** Given data **
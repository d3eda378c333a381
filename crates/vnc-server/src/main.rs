//! ReDroid VNC server entry point.
//!
//! Mirrors the device display to VNC viewers and injects their pointer and
//! keyboard input back into the device.
//!
//! # Usage
//!
//! ```text
//! redroid-vnc [OPTIONS]
//!
//! Options:
//!   --config <PATH>   Config file [default: platform config dir]
//!   --port   <PORT>   RFB listener port [default: from config, 5900]
//!   --width  <PX>     Framebuffer width, 0 = native
//!   --height <PX>     Framebuffer height, 0 = native
//!   --rotate          Rotate the projected image by 90 degrees
//! ```
//!
//! CLI flags override `config.toml`; `RUST_LOG` overrides the configured log
//! level.
//!
//! # Architecture overview
//!
//! ```text
//! SyntheticDisplay thread ──on_frame_available──▶ FrameCapturePipeline
//!                                                        │ (publish loop, blocking thread)
//!                                                        ▼
//!                                              SharedFramebuffer + generation
//!                                                        │
//! VNC viewers ◀──────── RFB sessions (tokio) ◀───────────┘
//!      │
//!      └── pointer/key ──▶ RemoteDisplayServer ──▶ InputInjectionClient ──▶ input service
//! ```

use std::path::PathBuf;
use std::sync::{
    atomic::{AtomicBool, Ordering},
    Arc,
};

use anyhow::Context;
use clap::Parser;
use tracing::{error, info, warn};
use tracing_subscriber::EnvFilter;
use vnc_core::{DisplayProjection, Orientation};

use vnc_server::application::frame_capture::{frame_channel, FrameCapturePipeline, SharedFramebuffer};
use vnc_server::application::inject_input::InputInjectionClient;
use vnc_server::application::publish_loop::PublishLoop;
use vnc_server::application::remote_display::RemoteDisplayServer;
use vnc_server::infrastructure::display::{DisplayProjector, LoggingProjector, SyntheticDisplay, TestPatternRenderer};
use vnc_server::infrastructure::input_service::{InMemoryInputManager, InMemoryServiceManager};
use vnc_server::infrastructure::rfb::{bind_listener, serve};
use vnc_server::infrastructure::storage::config::{load_config, load_config_from, ConfigError, ServerConfig};

// ── CLI argument definitions ──────────────────────────────────────────────────

/// ReDroid VNC server.
#[derive(Debug, Parser)]
#[command(
    name = "redroid-vnc",
    about = "Mirrors the device display over VNC and injects remote input",
    version
)]
struct Cli {
    /// Path to `config.toml`.  Defaults to the platform config directory.
    #[arg(long, env = "REDROID_VNC_CONFIG")]
    config: Option<PathBuf>,

    /// TCP port for the RFB listener.
    #[arg(long, env = "REDROID_VNC_PORT")]
    port: Option<u16>,

    /// Framebuffer width in pixels; 0 keeps the display's native width.
    #[arg(long)]
    width: Option<u32>,

    /// Framebuffer height in pixels; 0 keeps the display's native height.
    #[arg(long)]
    height: Option<u32>,

    /// Rotate the projected image by 90 degrees.
    #[arg(long)]
    rotate: bool,
}

impl Cli {
    /// Loads the config file and applies command-line overrides.
    ///
    /// # Errors
    ///
    /// Returns an error if the file exists but cannot be read or parsed.
    fn resolve_config(&self) -> anyhow::Result<ServerConfig> {
        let mut config = match &self.config {
            Some(path) => load_config_from(path)
                .with_context(|| format!("failed to load config from {}", path.display()))?,
            None => match load_config() {
                Ok(config) => config,
                Err(ConfigError::NoPlatformConfigDir) => ServerConfig::default(),
                Err(e) => return Err(e).context("failed to load config"),
            },
        };
        self.apply_overrides(&mut config);
        Ok(config)
    }

    fn apply_overrides(&self, config: &mut ServerConfig) {
        if let Some(port) = self.port {
            config.server.port = port;
        }
        if let Some(width) = self.width {
            config.display.width = width;
        }
        if let Some(height) = self.height {
            config.display.height = height;
        }
        if self.rotate {
            config.display.rotate = true;
        }
    }
}

/// Framebuffer dimensions as RFB's 16-bit sizes.
fn framebuffer_size(projection: &DisplayProjection) -> anyhow::Result<(u16, u16)> {
    let width = u16::try_from(projection.framebuffer_width)
        .with_context(|| format!("framebuffer width {} exceeds 65535", projection.framebuffer_width))?;
    let height = u16::try_from(projection.framebuffer_height)
        .with_context(|| format!("framebuffer height {} exceeds 65535", projection.framebuffer_height))?;
    Ok((width, height))
}

// ── Entry point ───────────────────────────────────────────────────────────────

#[tokio::main]
async fn main() -> anyhow::Result<()> {
    let cli = Cli::parse();
    let config = cli.resolve_config()?;

    // ── Logging setup ─────────────────────────────────────────────────────────
    tracing_subscriber::fmt()
        .with_env_filter(
            EnvFilter::try_from_default_env().unwrap_or_else(|_| EnvFilter::new(&config.server.log_level)),
        )
        .init();

    info!("redroid-vnc {} starting", env!("CARGO_PKG_VERSION"));

    // ── Display projection ────────────────────────────────────────────────────
    let orientation = Orientation::from_degrees(config.synthetic.orientation)
        .context("invalid [synthetic] orientation")?;
    let source = SyntheticDisplay::new(
        config.synthetic.width,
        config.synthetic.height,
        orientation,
        config.synthetic.fps,
    );
    let projection = DisplayProjection::compute(
        &source.info(),
        config.display.width,
        config.display.height,
        config.display.rotate,
    )
    .context("cannot project display")?;
    let (width, height) = framebuffer_size(&projection)?;

    let projector = LoggingProjector::new();
    projector
        .create_virtual_display(&config.server.desktop_name, &projection)
        .context("failed to create virtual display")?;

    // ── Input service ─────────────────────────────────────────────────────────
    let services = Arc::new(InMemoryServiceManager::new());
    services.register(
        &config.input.service_name,
        Arc::new(InMemoryInputManager::with_default_devices()),
    );
    let injector = InputInjectionClient::new(
        services,
        config.input.service_name.clone(),
        config.input.inject_mode,
    );
    if !injector.connect() {
        warn!("input service unavailable at startup; will retry when viewers send input");
    }

    // ── Capture pipeline ──────────────────────────────────────────────────────
    let framebuffer = SharedFramebuffer::new(width, height);
    let display = Arc::new(RemoteDisplayServer::new(
        config.server.desktop_name.clone(),
        Arc::clone(&framebuffer),
        injector,
    ));
    let (notifier, receiver) = frame_channel();
    let pipeline = FrameCapturePipeline::new(
        receiver,
        Box::new(TestPatternRenderer::new(&projection)),
        framebuffer,
    );

    // ── Graceful shutdown flag ────────────────────────────────────────────────
    let running = Arc::new(AtomicBool::new(true));
    let running_clone = Arc::clone(&running);
    tokio::spawn(async move {
        match tokio::signal::ctrl_c().await {
            Ok(()) => {
                info!("received Ctrl+C, initiating graceful shutdown");
                running_clone.store(false, Ordering::SeqCst);
            }
            Err(e) => error!("failed to listen for Ctrl+C signal: {e}"),
        }
    });

    let producer = source
        .start(notifier, Arc::clone(&running))
        .context("failed to start display producer")?;

    // ── RFB listener ──────────────────────────────────────────────────────────
    let addr = format!("{}:{}", config.server.bind_address, config.server.port);
    let listener = bind_listener(&addr).await?;
    let server = tokio::spawn(serve(listener, Arc::clone(&display), Arc::clone(&running)));

    // ── Publish loop ──────────────────────────────────────────────────────────
    let mut publish = PublishLoop::new(pipeline, Arc::clone(&display), config.display.frame_timeout());
    let loop_running = Arc::clone(&running);
    let outcome = tokio::task::spawn_blocking(move || publish.run(&loop_running))
        .await
        .context("publish loop panicked")?;

    // ── Teardown ──────────────────────────────────────────────────────────────
    running.store(false, Ordering::SeqCst);
    match tokio::task::spawn_blocking(move || producer.join()).await {
        Ok(Ok(frames)) => info!(frames, "display producer stopped"),
        _ => warn!("display producer did not stop cleanly"),
    }
    projector.destroy_virtual_display();
    server.await.context("RFB server task failed")??;

    let input = display.stats();
    info!(
        injected = input.injected,
        dropped = input.dropped,
        untranslated = input.untranslated,
        "input totals"
    );

    let stats = outcome.context("frame capture failed")?;
    info!(
        frames = stats.frames_published,
        timeouts = stats.timeouts,
        "redroid-vnc stopped"
    );
    Ok(())
}

// ── Tests ─────────────────────────────────────────────────────────────────────
//! X11 KeySym to platform key code translation table.
//!
//! RFB `KeyEvent` messages carry X11 KeySym values as defined in
//! X11/keysymdef.h.
//! Reference: https://gitlab.freedesktop.org/xorg/proto/xorgproto/-/blob/master/include/X11/keysymdef.h
//!
//! # Shifted characters
//!
//! KeySyms name *characters*, so typing `!` on a US keyboard arrives as
//! `XK_exclam` (0x21) rather than "Shift + 1".  The device has no key for
//! `!`; it expects the `1` key with Shift held.  The viewer has already sent
//! a separate Shift key-down, so the table maps every shifted character to
//! its unshifted key and lets the session's meta state supply the Shift.
//!
//! Letters work the same way, with one twist: an uppercase letter typed
//! while Shift is *not* held means caps lock is on.  That inference lives in
//! [`super::KeyTranslator`], not here; this table is stateless.

use super::android::AndroidKeyCode;

/// Case of a letter keysym, used for caps-lock inference.
#[derive(Debug, Clone, Copy, PartialEq, Eq)]
pub enum LetterCase {
    Upper,
    Lower,
}

/// Returns the case of `keysym` if it is an ASCII letter.
pub fn letter_case(keysym: u32) -> Option<LetterCase> {
    match keysym {
        0x41..=0x5A => Some(LetterCase::Upper),
        0x61..=0x7A => Some(LetterCase::Lower),
        _ => None,
    }
}

const CURSOR_BLOCK: [AndroidKeyCode; 8] = [
    AndroidKeyCode::MoveHome,  // XK_Home
    AndroidKeyCode::DpadLeft,  // XK_Left
    AndroidKeyCode::DpadUp,    // XK_Up
    AndroidKeyCode::DpadRight, // XK_Right
    AndroidKeyCode::DpadDown,  // XK_Down
    AndroidKeyCode::PageUp,    // XK_Page_Up
    AndroidKeyCode::PageDown,  // XK_Page_Down
    AndroidKeyCode::MoveEnd,   // XK_End
];

const MODIFIER_BLOCK: [AndroidKeyCode; 4] = [
    AndroidKeyCode::ShiftLeft,  // XK_Shift_L
    AndroidKeyCode::ShiftRight, // XK_Shift_R
    AndroidKeyCode::CtrlLeft,   // XK_Control_L
    AndroidKeyCode::CtrlRight,  // XK_Control_R
];

/// Translates an X11 KeySym to a platform key code.
///
/// Returns [`AndroidKeyCode::Unknown`] if no mapping exists for `keysym`.
///
/// Two mappings are deliberate platform remaps rather than literal
/// translations: Escape produces Back, and 0xFFE9 (the "win" key)
/// produces Home.
pub fn keysym_to_keycode(keysym: u32) -> AndroidKeyCode {
    match keysym {
        0x30..=0x39 => AndroidKeyCode::digit(keysym - 0x30),
        0x41..=0x5A => AndroidKeyCode::letter(keysym - 0x41),
        0x61..=0x7A => AndroidKeyCode::letter(keysym - 0x61),
        0xFF50..=0xFF57 => CURSOR_BLOCK[(keysym - 0xFF50) as usize],
        0xFFBE..=0xFFC9 => AndroidKeyCode::function(keysym - 0xFFBE),
        0xFFE1..=0xFFE4 => MODIFIER_BLOCK[(keysym - 0xFFE1) as usize],

        // Printable punctuation (shifted characters map to their base key)
        0x0020 => AndroidKeyCode::Space,        // XK_space
        0x0021 => AndroidKeyCode::Digit1,       // XK_exclam
        0x0022 => AndroidKeyCode::Apostrophe,   // XK_quotedbl
        0x0023 => AndroidKeyCode::Digit2,       // XK_numbersign
        0x0024 => AndroidKeyCode::Digit4,       // XK_dollar
        0x0025 => AndroidKeyCode::Digit5,       // XK_percent
        0x0026 => AndroidKeyCode::Digit7,       // XK_ampersand
        0x0027 => AndroidKeyCode::Apostrophe,   // XK_apostrophe
        0x0028 => AndroidKeyCode::Digit9,       // XK_parenleft
        0x0029 => AndroidKeyCode::Digit0,       // XK_parenright
        0x002A => AndroidKeyCode::Digit8,       // XK_asterisk
        0x002B => AndroidKeyCode::Equals,       // XK_plus
        0x002C => AndroidKeyCode::Comma,        // XK_comma
        0x002D => AndroidKeyCode::Minus,        // XK_minus
        0x002E => AndroidKeyCode::Period,       // XK_period
        0x002F => AndroidKeyCode::Slash,        // XK_slash
        0x003A => AndroidKeyCode::Semicolon,    // XK_colon
        0x003B => AndroidKeyCode::Semicolon,    // XK_semicolon
        0x003C => AndroidKeyCode::Comma,        // XK_less
        0x003D => AndroidKeyCode::Equals,       // XK_equal
        0x003E => AndroidKeyCode::Period,       // XK_greater
        0x003F => AndroidKeyCode::Slash,        // XK_question
        0x0040 => AndroidKeyCode::Digit2,       // XK_at
        0x005B => AndroidKeyCode::LeftBracket,  // XK_bracketleft
        0x005C => AndroidKeyCode::Backslash,    // XK_backslash
        0x005D => AndroidKeyCode::RightBracket, // XK_bracketright
        0x005E => AndroidKeyCode::Digit6,       // XK_asciicircum
        0x005F => AndroidKeyCode::Minus,        // XK_underscore
        0x0060 => AndroidKeyCode::Grave,        // XK_grave
        0x007B => AndroidKeyCode::LeftBracket,  // XK_braceleft
        0x007C => AndroidKeyCode::Backslash,    // XK_bar
        0x007D => AndroidKeyCode::RightBracket, // XK_braceright
        0x007E => AndroidKeyCode::Grave,        // XK_asciitilde

        // Function and control keys
        0xFE03 => AndroidKeyCode::AltLeft,    // XK_ISO_Level3_Shift (AltGr)
        0xFF08 => AndroidKeyCode::Del,        // XK_BackSpace
        0xFF09 => AndroidKeyCode::Tab,        // XK_Tab
        0xFF0D => AndroidKeyCode::Enter,      // XK_Return
        0xFF1B => AndroidKeyCode::Back,       // XK_Escape
        0xFF6A => AndroidKeyCode::Insert,     // XK_Help
        0xFF7E => AndroidKeyCode::AltRight,   // XK_Mode_switch
        0xFFE9 => AndroidKeyCode::Home,       // XK_Alt_L, the "win" key on some viewers
        0xFFFF => AndroidKeyCode::ForwardDel, // XK_Delete

        _ => AndroidKeyCode::Unknown,
    }
}

// ── Tests ─────────────────────────────────────────────────────────────────────
//! Synthetic display: a frame producer thread and a test-pattern renderer.
//!
//! `SyntheticDisplay` plays the compositor.  Its producer thread calls
//! [`FrameNotifier::on_frame_available`] at a fixed rate, exactly like a
//! buffer-queue callback would.  `TestPatternRenderer` plays the GPU: each
//! latch advances the pattern and each render draws colour bars that scroll
//! sideways, letterboxed into the projected rectangle.

use std::io;
use std::sync::atomic::{AtomicBool, Ordering};
use std::sync::{Arc, Mutex, PoisonError};
use std::thread::{self, JoinHandle};
use std::time::{Duration, Instant};

use tracing::{debug, info};
use vnc_core::domain::projection::Rect;
use vnc_core::{DisplayInfo, DisplayProjection, Orientation};

use super::{DisplayProjector, ProjectorError};
use crate::application::frame_capture::{FrameNotifier, FrameRenderer, RenderError, BYTES_PER_PIXEL};

// ── Producer ──────────────────────────────────────────────────────────────────

/// A fake primary display with a fixed geometry and refresh rate.
#[derive(Debug, Clone, Copy)]
pub struct SyntheticDisplay {
    info: DisplayInfo,
    fps: u32,
}

impl SyntheticDisplay {
    pub fn new(width: u32, height: u32, orientation: Orientation, fps: u32) -> Self {
        Self {
            info: DisplayInfo {
                width,
                height,
                orientation,
            },
            fps: fps.max(1),
        }
    }

    pub fn info(&self) -> DisplayInfo {
        self.info
    }

    pub fn frame_interval(&self) -> Duration {
        Duration::from_secs(1) / self.fps
    }

    /// Spawns the producer thread.  It signals one frame per interval until
    /// `running` is cleared.
    ///
    /// # Errors
    ///
    /// Returns the OS error if the thread cannot be spawned.
    pub fn start(&self, notifier: FrameNotifier, running: Arc<AtomicBool>) -> io::Result<JoinHandle<u64>> {
        let interval = self.frame_interval();
        info!(fps = self.fps, "synthetic display started");
        thread::Builder::new()
            .name("synthetic-display".to_string())
            .spawn(move || {
                let mut next = Instant::now();
                let mut frames = 0u64;
                while running.load(Ordering::SeqCst) {
                    next += interval;
                    notifier.on_frame_available();
                    frames += 1;
                    if let Some(wait) = next.checked_duration_since(Instant::now()) {
                        thread::sleep(wait);
                    } else {
                        next = Instant::now();
                    }
                }
                debug!(frames, "synthetic display stopped");
                frames
            })
    }
}

// ── Renderer ──────────────────────────────────────────────────────────────────

/// Eight colour bars, RGBA.
const BARS: [[u8; 4]; 8] = [
    [0xC0, 0xC0, 0xC0, 0xFF],
    [0xC0, 0xC0, 0x00, 0xFF],
    [0x00, 0xC0, 0xC0, 0xFF],
    [0x00, 0xC0, 0x00, 0xFF],
    [0xC0, 0x00, 0xC0, 0xFF],
    [0xC0, 0x00, 0x00, 0xFF],
    [0x00, 0x00, 0xC0, 0xFF],
    [0x10, 0x10, 0x10, 0xFF],
];

/// Pixels the pattern scrolls per latched frame.
const SCROLL_STEP: u32 = 4;

/// Draws a moving test pattern where the projected display would appear.
pub struct TestPatternRenderer {
    target: Rect,
    frame: u64,
}

impl TestPatternRenderer {
    pub fn new(projection: &DisplayProjection) -> Self {
        Self {
            target: framebuffer_rect(projection),
            frame: 0,
        }
    }

    /// Number of buffers latched so far.
    pub fn frame(&self) -> u64 {
        self.frame
    }

    fn pixel(&self, x: u32, y: u32) -> [u8; 4] {
        let t = &self.target;
        if x < t.left || x >= t.right || y < t.top || y >= t.bottom {
            return [0, 0, 0, 0xFF];
        }
        let w = u64::from(t.width().max(1));
        let offset = self.frame * u64::from(SCROLL_STEP);
        let bar = ((u64::from(x - t.left) + offset) % w) * BARS.len() as u64 / w;
        let mut rgba = BARS[bar as usize];
        // Darken towards the bottom so orientation is visible.
        let shade = (u64::from(y - t.top) * 96 / u64::from(t.height().max(1))) as u8;
        for c in &mut rgba[..3] {
            *c = c.saturating_sub(shade);
        }
        rgba
    }
}

impl FrameRenderer for TestPatternRenderer {
    fn latch_buffer(&mut self) -> Result<(), RenderError> {
        self.frame += 1;
        Ok(())
    }

    fn render_into(&mut self, dst: &mut [u8], width: u16, height: u16) -> Result<(), RenderError> {
        let expected = usize::from(width) * usize::from(height) * BYTES_PER_PIXEL;
        if dst.len() != expected {
            return Err(RenderError::Readback(format!(
                "buffer holds {} bytes, {width}x{height} needs {expected}",
                dst.len()
            )));
        }
        for (i, px) in dst.chunks_exact_mut(BYTES_PER_PIXEL).enumerate() {
            let x = (i % usize::from(width)) as u32;
            let y = (i / usize::from(width)) as u32;
            px.copy_from_slice(&self.pixel(x, y));
        }
        Ok(())
    }
}

/// Destination rectangle in framebuffer coordinates.
///
/// A 90 degree projection lays out the display rect in rotated video space,
/// so it is mapped back before drawing.
fn framebuffer_rect(projection: &DisplayProjection) -> Rect {
    let r = projection.display_rect;
    match projection.orientation {
        Orientation::Deg90 => {
            let fb_h = projection.framebuffer_height;
            Rect {
                left: r.top,
                top: fb_h.saturating_sub(r.right),
                right: r.bottom,
                bottom: fb_h.saturating_sub(r.left),
            }
        }
        _ => r,
    }
}

// ── Projector ─────────────────────────────────────────────────────────────────

/// Projector that records the active projection and logs it.
#[derive(Default)]
pub struct LoggingProjector {
    active: Mutex<Option<(String, DisplayProjection)>>,
}

impl LoggingProjector {
    pub fn new() -> Self {
        Self::default()
    }

    /// The projection currently in place, if any.
    pub fn active(&self) -> Option<DisplayProjection> {
        self.active
            .lock()
            .unwrap_or_else(PoisonError::into_inner)
            .as_ref()
            .map(|(_, p)| *p)
    }
}

impl DisplayProjector for LoggingProjector {
    fn create_virtual_display(&self, name: &str, projection: &DisplayProjection) -> Result<(), ProjectorError> {
        let mut active = self.active.lock().unwrap_or_else(PoisonError::into_inner);
        if let Some((existing, _)) = active.as_ref() {
            return Err(ProjectorError::AlreadyCreated(existing.clone()));
        }
        let r = projection.display_rect;
        info!(
            name,
            orientation = projection.orientation.degrees(),
            framebuffer = %format_args!("{}x{}", projection.framebuffer_width, projection.framebuffer_height),
            rect = %format_args!("{},{} {}x{}", r.left, r.top, r.width(), r.height()),
            "virtual display created"
        );
        *active = Some((name.to_string(), *projection));
        Ok(())
    }

    fn destroy_virtual_display(&self) {
        if let Some((name, _)) = self.active.lock().unwrap_or_else(PoisonError::into_inner).take() {
            info!(name, "virtual display destroyed");
        }
    }
}

// ── Tests ─────────────────────────────────────────────────────────────────────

** Task instructions **
Once you reach the line with "load config from" in the data above, copy it and every line after it exactly, up to and including the line with "RFB's 16-bit sizes.".

** Written solution **
                .with_context(|| format!("failed to load config from {}", path.display()))?,
            None => match load_config() {
                Ok(config) => config,
                Err(ConfigError::NoPlatformConfigDir) => ServerConfig::default(),
                Err(e) => return Err(e).context("failed to load config"),
            },
        };
        self.apply_overrides(&mut config);
        Ok(config)
    }

    fn apply_overrides(&self, config: &mut ServerConfig) {
        if let Some(port) = self.port {
            config.server.port = port;
        }
        if let Some(width) = self.width {
            config.display.width = width;
        }
        if let Some(height) = self.height {
            config.display.height = height;
        }
        if self.rotate {
            config.display.rotate = true;
        }
    }
}

/// Framebuffer dimensions as RFB's 16-bit sizes.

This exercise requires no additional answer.